Provided data below:
//! Byte form of the record input kind
//!
//! Records go through a tagged mirror of the JSON value tree before bincode
//! sees them. bincode writes no type information of its own, so the tag is
//! what keeps `true` apart from `1` and `"x"` apart from `[120]`. Objects
//! become ordered pair lists so insertion order survives.

use crate::error::{CodecError, CodecResult};
use serde::{Deserialize, Serialize};
use serde_json::{Map, Number, Value};

#[derive(Debug, Serialize, Deserialize)]
enum RecordValue {
    Null,
    Bool(bool),
    Unsigned(u64),
    Signed(i64),
    Float(f64),
    String(String),
    Array(Vec<RecordValue>),
    Object(Vec<(String, RecordValue)>),
}

impl From<&Value> for RecordValue {
    fn from(value: &Value) -> Self {
        match value {
            Value::Null => RecordValue::Null,
            Value::Bool(b) => RecordValue::Bool(*b),
            Value::Number(n) => match (n.as_u64(), n.as_i64()) {
                (Some(u), _) => RecordValue::Unsigned(u),
                (None, Some(i)) => RecordValue::Signed(i),
                (None, None) => RecordValue::Float(n.as_f64().unwrap_or_default()),
            },
            Value::String(s) => RecordValue::String(s.clone()),
            Value::Array(items) => RecordValue::Array(items.iter().map(Self::from).collect()),
            Value::Object(map) => RecordValue::Object(pairs(map)),
        }
    }
}

fn pairs(map: &Map<String, Value>) -> Vec<(String, RecordValue)> {
    map.iter().map(|(k, v)| (k.clone(), RecordValue::from(v))).collect()
}

impl TryFrom<RecordValue> for Value {
    type Error = CodecError;

    fn try_from(value: RecordValue) -> CodecResult<Self> {
        Ok(match value {
            RecordValue::Null => Value::Null,
            RecordValue::Bool(b) => Value::Bool(b),
            RecordValue::Unsigned(u) => Value::from(u),
            RecordValue::Signed(i) => Value::from(i),
            RecordValue::Float(f) => Number::from_f64(f)
                .map(Value::Number)
                .ok_or_else(|| CodecError::Serialization(format!("non-finite number {f}")))?,
            RecordValue::String(s) => Value::String(s),
            RecordValue::Array(items) => Value::Array(
                items.into_iter().map(Value::try_from).collect::<CodecResult<_>>()?,
            ),
            RecordValue::Object(entries) => Value::Object(object(entries)?),
        })
    }
}

fn object(entries: Vec<(String, RecordValue)>) -> CodecResult<Map<String, Value>> {
    entries
        .into_iter()
        .map(|(k, v)| Ok((k, Value::try_from(v)?)))
        .collect()
}

/// Serialize `record`, keeping value kinds and key order.
pub fn record_to_bytes(record: &Map<String, Value>) -> CodecResult<Vec<u8>> {
    bincode::serde::encode_to_vec(RecordValue::Object(pairs(record)), bincode::config::standard())
        .map_err(|e| CodecError::Serialization(e.to_string()))
}

/// Inverse of [`record_to_bytes`].
pub fn record_from_bytes(bytes: &[u8]) -> CodecResult<Map<String, Value>> {
    let (value, read): (RecordValue, usize) =
        bincode::serde::decode_from_slice(bytes, bincode::config::standard())
            .map_err(|e| CodecError::Serialization(e.to_string()))?;
    if read != bytes.len() {
        return Err(CodecError::Serialization(format!(
            "{} trailing bytes after record",
            bytes.len() - read
        )));
    }
    match value {
        RecordValue::Object(entries) => object(entries),
        _ => Err(CodecError::Serialization("bytes do not hold a record".into())),
    }
}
End of Provided data.
▸ **Exercise aim**
The lines from the top of the data above down to the line containing "Value::Number(n) => match" are to be copied exactly; no other line should appear.

▸ **Response to the exercise**
//! Byte form of the record input kind
//!
//! Records go through a tagged mirror of the JSON value tree before bincode
//! sees them. bincode writes no type information of its own, so the tag is
//! what keeps `true` apart from `1` and `"x"` apart from `[120]`. Objects
//! become ordered pair lists so insertion order survives.

use crate::error::{CodecError, CodecResult};
use serde::{Deserialize, Serialize};
use serde_json::{Map, Number, Value};

#[derive(Debug, Serialize, Deserialize)]
enum RecordValue {
    Null,
    Bool(bool),
    Unsigned(u64),
    Signed(i64),
    Float(f64),
    String(String),
    Array(Vec<RecordValue>),
    Object(Vec<(String, RecordValue)>),
}

impl From<&Value> for RecordValue {
    fn from(value: &Value) -> Self {
        match value {
            Value::Null => RecordValue::Null,
            Value::Bool(b) => RecordValue::Bool(*b),
            Value::Number(n) => match (n.as_u64(), n.as_i64()) {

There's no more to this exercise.